Activity at flat steel service centres should improve as purchases will resume in the coming weeks for deliveries in the first quarter of next year, Italian steel trade association Assofermet forecasts in a report sent to Kallanish.
Current steel prices appear to have sunk below production costs. “It is implausible to expect further cycles of price declines” considering the resilience of raw materials prices, high energy and financial costs, the rising costs associated with “green” steel production and low capacity utilisation, as well as the strong limitations on imports.
The association notes the unusual “massive utilisation of the hot rolled coil quota” from European buyers last spring, coinciding with production shutdowns at several European steel plants. “By 25 July, the [September-]quarter’s quota was exhausted, and on 1 October, the opening day of the new quarterly quota, the quota was again immediately exhausted. This shows once again that the quota calculation by the EU Commission remains mismatched with the real needs of buyers,” the report states.
The outlook for the flat and long steel distribution sector is “stationary” for the short term.
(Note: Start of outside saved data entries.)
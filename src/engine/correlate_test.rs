use std::net::{IpAddr, Ipv4Addr, Ipv6Addr};

use super::correlate::Correlator;
use super::MessageEnvelope;
use crate::message::name::Name;
use crate::message::resource::a::AResource;
use crate::message::resource::aaaa::AaaaResource;
use crate::message::resource::ptr::PtrResource;
use crate::message::resource::srv::SrvResource;
use crate::message::resource::txt::TxtResource;
use crate::message::resource::{Resource, ResourceBody, ResourceHeader};
use crate::message::Message;
use crate::service::ServiceRecord;

const SRC: &str = "192.168.1.10:5353";

fn resource(name: &str, ttl: u32, body: Box<dyn ResourceBody>) -> Resource {
    Resource {
        header: ResourceHeader {
            name: Name::new(name).unwrap(),
            ttl,
            ..Default::default()
        },
        body: Some(body),
    }
}

fn ptr(name: &str, target: &str, ttl: u32) -> Resource {
    resource(
        name,
        ttl,
        Box::new(PtrResource {
            ptr: Name::new(target).unwrap(),
        }),
    )
}

fn srv(name: &str, target: &str, port: u16, ttl: u32) -> Resource {
    resource(
        name,
        ttl,
        Box::new(SrvResource {
            priority: 0,
            weight: 0,
            port,
            target: Name::new(target).unwrap(),
        }),
    )
}

fn txt(name: &str, strings: &[&str], ttl: u32) -> Resource {
    resource(
        name,
        ttl,
        Box::new(TxtResource {
            txt: strings.iter().map(|s| s.to_string()).collect(),
        }),
    )
}

fn a(name: &str, ip: Ipv4Addr) -> Resource {
    resource(name, 120, Box::new(AResource { a: ip.octets() }))
}

fn aaaa(name: &str, ip: Ipv6Addr) -> Resource {
    resource(name, 120, Box::new(AaaaResource { aaaa: ip.octets() }))
}

fn envelope(answers: Vec<Resource>) -> MessageEnvelope {
    envelope_from(answers, SRC)
}

fn envelope_from(answers: Vec<Resource>, src: &str) -> MessageEnvelope {
    MessageEnvelope {
        msg: Message {
            answers,
            ..Default::default()
        },
        src: src.parse().unwrap(),
    }
}

fn browse_correlator() -> Correlator {
    Correlator::new(ServiceRecord::new("", "_workstation._tcp", "local", &[]))
}

fn full_response(ttl: u32) -> Vec<Resource> {
    vec![
        ptr(
            "_workstation._tcp.local.",
            "Host._workstation._tcp.local.",
            ttl,
        ),
        srv("Host._workstation._tcp.local.", "host.local.", 9, ttl),
        txt("Host._workstation._tcp.local.", &[], ttl),
        a("host.local.", Ipv4Addr::new(192, 168, 1, 10)),
    ]
}

#[test]
fn test_browse_basic() {
    let mut correlator = browse_correlator();

    let out = correlator.handle_message(&envelope(full_response(120)));
    assert_eq!(out.len(), 1);

    let entry = &out[0];
    assert_eq!(entry.instance, "Host");
    assert_eq!(entry.service, "_workstation._tcp");
    assert_eq!(entry.domain, "local");
    assert_eq!(entry.host_name, "host.local.");
    assert_eq!(entry.port, 9);
    assert_eq!(entry.text, Vec::<String>::new());
    assert_eq!(entry.addr_ipv4, vec![Ipv4Addr::new(192, 168, 1, 10)]);
    assert!(entry.addr_ipv6.is_empty());
    assert_eq!(entry.ttl, 120);
}

#[test]
fn test_source_address_fallback() {
    let mut correlator = browse_correlator();

    // No A/AAAA record: the datagram source address stands in.
    let answers = vec![
        ptr(
            "_workstation._tcp.local.",
            "Host._workstation._tcp.local.",
            120,
        ),
        srv("Host._workstation._tcp.local.", "host.local.", 9, 120),
    ];
    let out = correlator.handle_message(&envelope(answers));
    assert_eq!(out.len(), 1);
    assert_eq!(out[0].addr_ipv4, vec![Ipv4Addr::new(192, 168, 1, 10)]);
}

#[test]
fn test_source_address_fallback_v6() {
    let mut correlator = browse_correlator();

    let answers = vec![srv("Host._workstation._tcp.local.", "host.local.", 9, 120)];
    let out = correlator.handle_message(&envelope_from(answers, "[fe80::1]:5353"));
    assert_eq!(out.len(), 1);
    assert!(out[0].addr_ipv4.is_empty());
    assert_eq!(out[0].addr_ipv6, vec!["fe80::1".parse::<Ipv6Addr>().unwrap()]);
}

#[test]
fn test_duplicate_response_delivered_once() {
    let mut correlator = browse_correlator();

    assert_eq!(correlator.handle_message(&envelope(full_response(120))).len(), 1);
    assert!(correlator.handle_message(&envelope(full_response(120))).is_empty());
}

#[test]
fn test_goodbye_then_reannounce() {
    let mut correlator = browse_correlator();

    assert_eq!(correlator.handle_message(&envelope(full_response(120))).len(), 1);

    // The goodbye itself is not delivered...
    assert!(correlator.handle_message(&envelope(full_response(0))).is_empty());

    // ...but it clears the way for a fresh announcement.
    let out = correlator.handle_message(&envelope(full_response(120)));
    assert_eq!(out.len(), 1);
    assert_eq!(out[0].ttl, 120);
}

#[test]
fn test_mismatched_names_ignored() {
    let mut correlator = browse_correlator();

    let answers = vec![
        // PTR for a different service type.
        ptr("_ipp._tcp.local.", "Printer._ipp._tcp.local.", 120),
        // SRV whose name is not suffixed by the service name.
        srv("Printer._ipp._tcp.local.", "printer.local.", 631, 120),
        a("printer.local.", Ipv4Addr::new(192, 168, 1, 77)),
    ];
    assert!(correlator.handle_message(&envelope(answers)).is_empty());
}

#[test]
fn test_ptr_only_entry_waits_for_more_records() {
    let mut correlator = browse_correlator();

    // A bare PTR has no address and no SRV source address to fall back on.
    let answers = vec![ptr(
        "_workstation._tcp.local.",
        "Host._workstation._tcp.local.",
        120,
    )];
    assert!(correlator.handle_message(&envelope(answers)).is_empty());

    // The full announcement later delivers exactly once.
    assert_eq!(correlator.handle_message(&envelope(full_response(120))).len(), 1);
}

#[test]
fn test_service_type_enumeration_needs_no_address() {
    let mut correlator = Correlator::new(ServiceRecord::new(
        "",
        "_services._dns-sd._udp",
        "local",
        &[],
    ));

    let answers = vec![ptr(
        "_services._dns-sd._udp.local.",
        "_workstation._tcp.local.",
        120,
    )];
    let out = correlator.handle_message(&envelope(answers));
    assert_eq!(out.len(), 1);
    assert!(out[0].addr_ipv4.is_empty());
    assert!(out[0].addr_ipv6.is_empty());
    assert_eq!(out[0].instance, "_workstation._tcp.local");
}

#[test]
fn test_lookup_filters_other_instances() {
    let mut correlator = Correlator::new(ServiceRecord::new(
        "Host",
        "_workstation._tcp",
        "local",
        &[],
    ));

    let answers = vec![
        srv("Other._workstation._tcp.local.", "other.local.", 9, 120),
        a("other.local.", Ipv4Addr::new(192, 168, 1, 20)),
    ];
    assert!(correlator.handle_message(&envelope(answers)).is_empty());

    let answers = vec![
        srv("Host._workstation._tcp.local.", "host.local.", 9, 120),
        a("host.local.", Ipv4Addr::new(192, 168, 1, 10)),
    ];
    let out = correlator.handle_message(&envelope(answers));
    assert_eq!(out.len(), 1);
    assert_eq!(out[0].instance, "Host");
}

#[test]
fn test_addresses_attach_by_host_name() {
    let mut correlator = browse_correlator();

    let answers = vec![
        srv("Host._workstation._tcp.local.", "host.local.", 9, 120),
        // Addresses for an unrelated host must not attach.
        a("elsewhere.local.", Ipv4Addr::new(10, 0, 0, 1)),
        a("host.local.", Ipv4Addr::new(192, 168, 1, 10)),
        aaaa("host.local.", "fe80::2".parse().unwrap()),
    ];
    let out = correlator.handle_message(&envelope(answers));
    assert_eq!(out.len(), 1);
    assert_eq!(out[0].addr_ipv4, vec![Ipv4Addr::new(192, 168, 1, 10)]);
    assert_eq!(out[0].addr_ipv6, vec!["fe80::2".parse::<Ipv6Addr>().unwrap()]);
}

#[test]
fn test_records_in_additionals_count() {
    let mut correlator = browse_correlator();

    let env = MessageEnvelope {
        msg: Message {
            answers: vec![ptr(
                "_workstation._tcp.local.",
                "Host._workstation._tcp.local.",
                120,
            )],
            additionals: vec![
                srv("Host._workstation._tcp.local.", "host.local.", 9, 120),
                a("host.local.", Ipv4Addr::new(192, 168, 1, 10)),
            ],
            ..Default::default()
        },
        src: SRC.parse().unwrap(),
    };
    let out = correlator.handle_message(&env);
    assert_eq!(out.len(), 1);
    assert_eq!(out[0].port, 9);
}

#[test]
fn test_src_addr_recorded_from_srv_datagram() {
    let mut correlator = browse_correlator();

    let answers = vec![
        srv("Host._workstation._tcp.local.", "host.local.", 9, 120),
        a("host.local.", Ipv4Addr::new(192, 168, 1, 10)),
    ];
    let out = correlator.handle_message(&envelope_from(answers, "172.16.0.5:5353"));
    assert_eq!(out.len(), 1);
    assert_eq!(
        out[0].src_addr,
        Some(IpAddr::V4(Ipv4Addr::new(172, 16, 0, 5)))
    );
    // The real address came from the A record, not the fallback.
    assert_eq!(out[0].addr_ipv4, vec![Ipv4Addr::new(192, 168, 1, 10)]);
}
use std::any::Any;
use std::collections::HashMap;
use std::fmt;

use super::*;
use crate::error::Result;

// An AaaaResource is an AAAA resource record: a 16-byte IPv6 address.
#[derive(Default, Debug, Clone)]
pub(crate) struct AaaaResource {
    pub(crate) aaaa: [u8; 16],
}

impl fmt::Display for AaaaResource {
    fn fmt(&self, f: &mut fmt::Formatter<'_>) -> fmt::Result {
        write!(f, "AaaaResource{{AAAA: {:?}}}", self.aaaa)
    }
}

impl ResourceBody for AaaaResource {
    fn real_type(&self) -> DnsType {
        DnsType::Aaaa
    }

    fn pack(
        &self,
        msg: Vec<u8>,
        _compression: &mut Option<HashMap<String, usize>>,
        _compression_off: usize,
    ) -> Result<Vec<u8>> {
        Ok(pack_bytes(msg, &self.aaaa))
    }

    fn unpack(&mut self, msg: &[u8], off: usize, _length: usize) -> Result<usize> {
        unpack_bytes(msg, off, &mut self.aaaa)
    }

    fn as_any(&self) -> &dyn Any {
        self
    }
}
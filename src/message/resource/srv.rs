use std::any::Any;
use std::collections::HashMap;
use std::fmt;

use super::*;
use crate::error::Result;

// An SrvResource is an SRV resource record: priority, weight, port and the
// target host of a service instance.
#[derive(Default, Debug, Clone)]
pub(crate) struct SrvResource {
    pub(crate) priority: u16,
    pub(crate) weight: u16,
    pub(crate) port: u16,
    pub(crate) target: Name,
}

impl fmt::Display for SrvResource {
    fn fmt(&self, f: &mut fmt::Formatter<'_>) -> fmt::Result {
        write!(
            f,
            "SrvResource{{Priority: {}, Weight: {}, Port: {}, Target: {}}}",
            self.priority, self.weight, self.port, self.target
        )
    }
}

impl ResourceBody for SrvResource {
    fn real_type(&self) -> DnsType {
        DnsType::Srv
    }

    fn pack(
        &self,
        mut msg: Vec<u8>,
        _compression: &mut Option<HashMap<String, usize>>,
        compression_off: usize,
    ) -> Result<Vec<u8>> {
        msg = pack_uint16(msg, self.priority);
        msg = pack_uint16(msg, self.weight);
        msg = pack_uint16(msg, self.port);
        // The SRV target must never be compressed (RFC 2782).
        msg = self.target.pack(msg, &mut None, compression_off)?;
        Ok(msg)
    }

    fn unpack(&mut self, msg: &[u8], off: usize, _length: usize) -> Result<usize> {
        let (priority, off) = unpack_uint16(msg, off)?;
        self.priority = priority;

        let (weight, off) = unpack_uint16(msg, off)?;
        self.weight = weight;

        let (port, off) = unpack_uint16(msg, off)?;
        self.port = port;

        self.target.unpack(msg, off)
    }

    fn as_any(&self) -> &dyn Any {
        self
    }
}
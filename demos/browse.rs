//! Continuous DNS-SD browse.
//!
//! Discovers every instance of a service type on the local link and prints
//! entries as they appear:
//!
//! ```
//! cargo run --example browse -- --service _workstation._tcp
//! ```
//!
//! Use `--service _services._dns-sd._udp` to enumerate the service types
//! advertised on the link instead.

use clap::Parser;
use tokio_util::sync::CancellationToken;

use mdns_discovery::{Discovery, DiscoveryConfig, IpListen};

#[derive(Parser, Debug)]
#[command(name = "browse")]
#[command(about = "Browse the local link for DNS-SD service instances")]
struct Args {
    /// Service type to browse for
    #[arg(long, default_value = "_workstation._tcp")]
    service: String,

    /// Browse domain
    #[arg(long, default_value = "local")]
    domain: String,

    /// Service subtype to restrict the browse to (e.g.
    /// _printer._sub._http._tcp.local.)
    #[arg(long)]
    subtype: Option<String>,

    /// Listen on IPv4 only
    #[arg(long)]
    ipv4_only: bool,

    /// Listen on IPv6 only
    #[arg(long)]
    ipv6_only: bool,

    /// Also listen for unicast replies on each interface address
    #[arg(long)]
    unicast: bool,

    /// Stop after this many seconds (0 = run until interrupted)
    #[arg(long, default_value = "0")]
    timeout: u64,
}

#[tokio::main]
async fn main() -> Result<(), Box<dyn std::error::Error>> {
    env_logger::Builder::from_env(env_logger::Env::default().default_filter_or("info")).init();

    let args = Args::parse();
    let listen_on = match (args.ipv4_only, args.ipv6_only) {
        (true, false) => IpListen::V4,
        (false, true) => IpListen::V6,
        _ => IpListen::V4AndV6,
    };

    let config = DiscoveryConfig::default()
        .with_listen_on(listen_on)
        .with_unicast(args.unicast);
    let discovery = Discovery::new(config)?;

    let cancel = CancellationToken::new();
    if args.timeout > 0 {
        let cancel = cancel.clone();
        let timeout = std::time::Duration::from_secs(args.timeout);
        tokio::spawn(async move {
            tokio::time::sleep(timeout).await;
            cancel.cancel();
        });
    }

    let subtypes: Vec<String> = args.subtype.into_iter().collect();
    let mut entries = discovery
        .browse(cancel.clone(), &args.service, &args.domain, &subtypes)
        .await?;

    log::info!("browsing for {}.{}.", args.service, args.domain);
    while let Some(entry) = entries.recv().await {
        println!(
            "{instance} -> {host}:{port} v4={v4:?} v6={v6:?} txt={txt:?} ttl={ttl}",
            instance = entry.instance,
            host = entry.host_name,
            port = entry.port,
            v4 = entry.addr_ipv4,
            v6 = entry.addr_ipv6,
            txt = entry.text,
            ttl = entry.ttl,
        );
    }

    Ok(())
}
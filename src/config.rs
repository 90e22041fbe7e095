use std::sync::Arc;

use tokio::net::UdpSocket;

use crate::iface::NetInterface;

/// IP families the engine listens on.
#[derive(Default, Debug, Clone, Copy, PartialEq, Eq)]
pub enum IpListen {
    /// IPv4 only.
    V4,
    /// IPv6 only.
    V6,
    /// Both families. Note that typical mDNS responses carried over IPv4
    /// still contain both A and AAAA records, so this does not filter the
    /// kind of addresses a `ServiceEntry` resolves to.
    #[default]
    V4AndV6,
}

impl IpListen {
    pub(crate) fn v4(&self) -> bool {
        matches!(self, IpListen::V4 | IpListen::V4AndV6)
    }

    pub(crate) fn v6(&self) -> bool {
        matches!(self, IpListen::V6 | IpListen::V4AndV6)
    }
}

/// Pre-built sockets supplied by the caller.
///
/// Sockets handed in here are borrowed: the engine receives on them for the
/// lifetime of a session but never closes them, so the caller can manage
/// their lifecycle (and must keep its own `Arc` clones alive for as long as
/// it wants them open).
#[derive(Default, Clone)]
pub struct CustomSockets {
    /// IPv4 multicast receiver, bound to the mDNS port.
    pub v4_multicast: Option<Arc<UdpSocket>>,
    /// IPv6 multicast receiver, bound to the mDNS port.
    pub v6_multicast: Option<Arc<UdpSocket>>,
    /// Per-interface IPv4 unicast receivers.
    pub v4_unicast: Vec<Arc<UdpSocket>>,
    /// Per-interface IPv6 unicast receivers.
    pub v6_unicast: Vec<Arc<UdpSocket>>,
}

/// Configuration for [`Discovery`](crate::Discovery). Read-only once the
/// engine is constructed.
///
/// ```rust
/// use mdns_discovery::{DiscoveryConfig, IpListen};
///
/// let config = DiscoveryConfig::default()
///     .with_listen_on(IpListen::V4)
///     .with_unicast(true);
/// ```
#[derive(Default, Clone)]
pub struct DiscoveryConfig {
    /// IP families to open multicast receivers for. Default: both.
    pub listen_on: IpListen,

    /// Interfaces to send and receive on. Empty means every usable
    /// multicast interface on the host.
    pub interfaces: Vec<NetInterface>,

    /// Also bind a unicast receiver on each interface address, for
    /// responders that reply directly instead of via the multicast group.
    /// Default: off.
    pub enable_unicast: bool,

    /// Caller-supplied sockets. When set, the engine uses these instead of
    /// opening its own and will not close them on teardown.
    pub custom: Option<CustomSockets>,
}

impl DiscoveryConfig {
    pub fn new() -> Self {
        Self::default()
    }

    /// Select the IP families to listen on.
    pub fn with_listen_on(mut self, listen_on: IpListen) -> Self {
        self.listen_on = listen_on;
        self
    }

    /// Restrict the engine to the given interfaces.
    pub fn with_interfaces(mut self, interfaces: Vec<NetInterface>) -> Self {
        self.interfaces = interfaces;
        self
    }

    /// Enable or disable the per-interface unicast receivers.
    pub fn with_unicast(mut self, enable: bool) -> Self {
        self.enable_unicast = enable;
        self
    }

    /// Use caller-managed sockets instead of opening new ones.
    pub fn with_custom_sockets(mut self, custom: CustomSockets) -> Self {
        self.custom = Some(custom);
        self
    }
}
Distributors are continuing to report market weakness across all products. “Medium- and large-scale metal fabricators have some significant orders in their portfolios, but these are likely to be insufficient to properly face the next quarter, given the general uncertainty in macroeconomic trends that is leading large groups to procrastinate on investments,” the association says.
Attempts by steel mills to support prices have often failed due to the lack of downstream demand. Material availability remains at good levels even though some mills will implement shutdowns to tighten supply, Assofermet concludes.